Preparing for 2016 Trade Developments
As the trade landscape continues to evolve, companies that are already global as well as those looking to expand their global market in 2016 will encounter important changes. Several trade developments, including the Information Technology Agreement (ITA), Automated Commercial Environment (ACE) and IMMEX (Maquiladora) Program will likely change the way importers, exporters, and customs brokers conduct business in 2016.
Here is a high-level breakdown of what each of these developments and initiatives mean and how to best prepare for them.
Information Technology Agreement (ITA). Finalized in December 2015, the ITA is the first tariff-cutting agreement in the World Trade Organization in 18 years. It will eliminate tariffs on roughly 200 IT products, valued at approximately $1.3 trillion in annual trade. More than 80 countries, including the U.S., Canada, and China, representing 97 percent of world trade in information technology products, have agreed to participate in the ITA. The agreement will offer trade opportunities that weren’t originally available and increase competition for U.S. tech manufacturers by opening the U.S. market to similar products from other countries.
Automated Commercial Environment (ACE). Beginning February 2016, filers are required to transmit cargo release and entry summaries for U.S. imports, as well as data sets required by the Food and Drug Administration, the Animal and Plant Health Inspection Service, and the National Highway Traffic Safety Administration, following ACE processes and technical requirements. The U.S. Customs and Border Protection updates aim to streamline and leverage more current technologies and process changes, improving the exchange of information between the trade, CBP, and 47 different federal agencies through a single government window. Every U.S. company that imports and exports is required to update its systems and protocols to comply with ACE by February 28, 2016. As of that date ACE will be the only way to submit electronic cargo release information.

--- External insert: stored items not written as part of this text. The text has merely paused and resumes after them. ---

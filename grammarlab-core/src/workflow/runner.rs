use super::state::{
    GrammarCheckedArtifacts, InputArtifacts, ParserCompiledArtifacts, ParserGeneratedArtifacts,
    StageArtifacts, StateRef, WorkflowState,
};
use super::WorkflowStage;
use crate::diagnosis::Cancelled;
use crate::grammar::GrammarProject;
use crate::process::CancellationToken;
use crate::protocol::EventSender;
use crate::runtime::{GeneratorSettings, PredictionMode, RuntimeDescriptor, WorkspaceSettings};
use crate::stages::check::{check_grammar, DeclaredRulesChecker, GrammarChecker};
use crate::stages::compile::{compile_parser, CompileRequest};
use crate::stages::generate::{generate_parser, GenerateRequest};
use crate::stages::parse::{parse_text, ParseParams, ParseRequest};
use std::path::PathBuf;
use std::sync::Arc;
use tracing::{debug, info};

/// Drives a grammar project through the stages of one runtime
pub struct Workflow {
    project: GrammarProject,
    runtime: RuntimeDescriptor,
    workspace: WorkspaceSettings,
    generator: GeneratorSettings,
    checker: Arc<dyn GrammarChecker>,
    params: ParseParams,
    end_stage: WorkflowStage,
}

impl Workflow {
    pub fn builder(project: GrammarProject, runtime: RuntimeDescriptor) -> WorkflowBuilder {
        WorkflowBuilder::new(project, runtime)
    }

    pub fn runtime(&self) -> &RuntimeDescriptor {
        &self.runtime
    }

    pub fn end_stage(&self) -> WorkflowStage {
        self.end_stage
    }

    /// Run from a fresh input state.
    ///
    /// Stops after `end_stage` or at the first state with errors, whichever
    /// comes first. The returned state is the last one produced.
    pub async fn process(
        &self,
        cancel: &CancellationToken,
        events: Option<EventSender>,
    ) -> Result<Arc<WorkflowState>, Cancelled> {
        let input = WorkflowState::input(self.project.clone());
        self.resume(input.into_state(), cancel, events).await
    }

    /// Continue an existing chain, e.g. one returned by
    /// [`WorkflowState::rollback`] after the input text changed.
    pub async fn resume(
        &self,
        mut state: Arc<WorkflowState>,
        cancel: &CancellationToken,
        events: Option<EventSender>,
    ) -> Result<Arc<WorkflowState>, Cancelled> {
        while !state.has_errors() && state.stage() < self.end_stage {
            debug!(from = %state.stage(), "advancing");
            state = self.step(&state, cancel, events.as_ref()).await?;
        }
        info!(
            stage = %state.stage(),
            has_errors = state.has_errors(),
            "workflow stopped"
        );
        Ok(state)
    }

    async fn step(
        &self,
        state: &Arc<WorkflowState>,
        cancel: &CancellationToken,
        events: Option<&EventSender>,
    ) -> Result<Arc<WorkflowState>, Cancelled> {
        let next = match state.stage() {
            WorkflowStage::Input => {
                let input = typed::<InputArtifacts>(state);
                check_grammar(&input, self.checker.as_ref(), cancel, events)?.into_state()
            }
            WorkflowStage::GrammarChecked => {
                let checked = typed::<GrammarCheckedArtifacts>(state);
                let request = GenerateRequest {
                    runtime: &self.runtime,
                    generator: &self.generator,
                    workspace: &self.workspace,
                };
                generate_parser(&checked, &request, cancel, events)
                    .await?
                    .into_state()
            }
            WorkflowStage::ParserGenerated => {
                let generated = typed::<ParserGeneratedArtifacts>(state);
                let request = CompileRequest {
                    runtime: &self.runtime,
                    workspace: &self.workspace,
                };
                compile_parser(&generated, &request, cancel, events)
                    .await?
                    .into_state()
            }
            WorkflowStage::ParserCompiled => {
                let compiled = typed::<ParserCompiledArtifacts>(state);
                let request = ParseRequest {
                    runtime: &self.runtime,
                    workspace: &self.workspace,
                    params: &self.params,
                };
                parse_text(&compiled, &request, cancel, events)
                    .await?
                    .into_state()
            }
            WorkflowStage::TextParsed => Arc::clone(state),
        };
        Ok(next)
    }
}

fn typed<T: StageArtifacts>(state: &Arc<WorkflowState>) -> StateRef<T> {
    match StateRef::from_state(Arc::clone(state)) {
        Some(typed) => typed,
        None => unreachable!("state at {} does not hold {} artifacts", state.stage(), T::STAGE),
    }
}

pub struct WorkflowBuilder {
    project: GrammarProject,
    runtime: RuntimeDescriptor,
    workspace: WorkspaceSettings,
    generator: GeneratorSettings,
    checker: Arc<dyn GrammarChecker>,
    params: ParseParams,
    end_stage: WorkflowStage,
}

impl WorkflowBuilder {
    pub fn new(project: GrammarProject, runtime: RuntimeDescriptor) -> Self {
        Self {
            project,
            runtime,
            workspace: WorkspaceSettings::default(),
            generator: GeneratorSettings::default(),
            checker: Arc::new(DeclaredRulesChecker),
            params: ParseParams::default(),
            end_stage: WorkflowStage::TextParsed,
        }
    }

    pub fn workspace(mut self, workspace: WorkspaceSettings) -> Self {
        self.workspace = workspace;
        self
    }

    pub fn generator(mut self, generator: GeneratorSettings) -> Self {
        self.generator = generator;
        self
    }

    pub fn checker(mut self, checker: Arc<dyn GrammarChecker>) -> Self {
        self.checker = checker;
        self
    }

    pub fn text(mut self, path: impl Into<PathBuf>) -> Self {
        self.params.text_path = Some(path.into());
        self
    }

    pub fn root(mut self, root: impl Into<String>) -> Self {
        self.params.root = Some(root.into());
        self
    }

    pub fn tokenize_only(mut self, tokenize_only: bool) -> Self {
        self.params.tokenize_only = tokenize_only;
        self
    }

    pub fn prediction_mode(mut self, mode: PredictionMode) -> Self {
        self.params.prediction_mode = mode;
        self
    }

    pub fn end_stage(mut self, stage: WorkflowStage) -> Self {
        self.end_stage = stage;
        self
    }

    pub fn build(self) -> Workflow {
        Workflow {
            project: self.project,
            runtime: self.runtime,
            workspace: self.workspace,
            generator: self.generator,
            checker: self.checker,
            params: self.params,
            end_stage: self.end_stage,
        }
    }
}

#[cfg(test)]
mod tests {
    use super::*;
    use crate::runtime::{ExecutableKind, IgnoredLines};
    use crate::source::Source;
    use std::collections::BTreeMap;

    fn runtime() -> RuntimeDescriptor {
        RuntimeDescriptor {
            id: "test".into(),
            name: "Test".into(),
            executable: ExecutableKind::Hosted,
            tool: Some("true".into()),
            main_file: "main".into(),
            environment: BTreeMap::new(),
            ignored_lines: IgnoredLines::default(),
            arguments: Vec::new(),
            language: "Test".into(),
            extensions: Vec::new(),
            comment_start: "/*".into(),
            comment_end: "*/".into(),
            entry_template: None,
            error_pattern: None,
            compiler: None,
        }
    }

    #[tokio::test]
    async fn test_stops_at_end_stage() {
        let project = GrammarProject::from_sources(vec![Source::shared(
            "Expr.g4",
            "grammar Expr;\nexpr : ID ;\nID : [a-z]+ ;\n",
        )]);
        let workflow = Workflow::builder(project, runtime())
            .end_stage(WorkflowStage::GrammarChecked)
            .build();
        let state = workflow
            .process(&CancellationToken::new(), None)
            .await
            .unwrap();
        assert_eq!(state.stage(), WorkflowStage::GrammarChecked);
        assert!(!state.has_errors());
        assert_eq!(
            state.get::<GrammarCheckedArtifacts>().unwrap().parser_rules,
            vec!["expr"]
        );
    }

    #[tokio::test]
    async fn test_stops_at_first_failed_stage() {
        let project = GrammarProject::from_sources(vec![Source::shared("Bad.g4", "a : 'x' ;\n")]);
        let workflow = Workflow::builder(project, runtime()).build();
        let state = workflow
            .process(&CancellationToken::new(), None)
            .await
            .unwrap();
        assert_eq!(state.stage(), WorkflowStage::GrammarChecked);
        assert!(state.has_errors());
    }

    #[tokio::test]
    async fn test_cancelled_workflow_produces_no_state() {
        let project = GrammarProject::from_sources(vec![]);
        let workflow = Workflow::builder(project, runtime()).build();
        let cancel = CancellationToken::new();
        cancel.cancel();
        assert_eq!(workflow.process(&cancel, None).await.unwrap_err(), Cancelled);
    }
}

IMMEX (Maquiladora) Program. This trade agreement allows companies to import raw goods and services to Mexico to be manufactured and re-exported without paying customs duties, along with other benefits. Although more than 6,000 companies are approved by Mexican authorities and participating in IMMEX, many of them may have their VAT exemption at risk if they don’t have the necessary controls to cover the requirements to obtain the proper VAT certification. Due to changes in regulations since 2014, the Mexican government eliminated the automatic 16 percent value-added tax (VAT) exemption for temporary imports of goods unless companies obtain a specific VAT certification. Companies taking part in the IMMEX Program should make sure they have obtained a certification.
How can you prepare?
Once you understand how these changes could affect your company, take the following steps.
Know your capabilities. Conduct a comparative analysis of your business to evaluate its potential for trade in emerging markets.
Make a compliance strategy. Implement a trade compliance program based on the rules of each applicable regulation or trade agreement. As part of this process, you can determine how to best work with foreign suppliers and choose the right supply chain to align with your business strategy.
Don’t be afraid to ask for help. If you’re short on time and resources, partner with a customs broker or compliance expert to simplify the process and provide assistance with data analytics, classification, rules of origin and other services.
Bernie Hart is vice president for global trade management sales at Livingston International.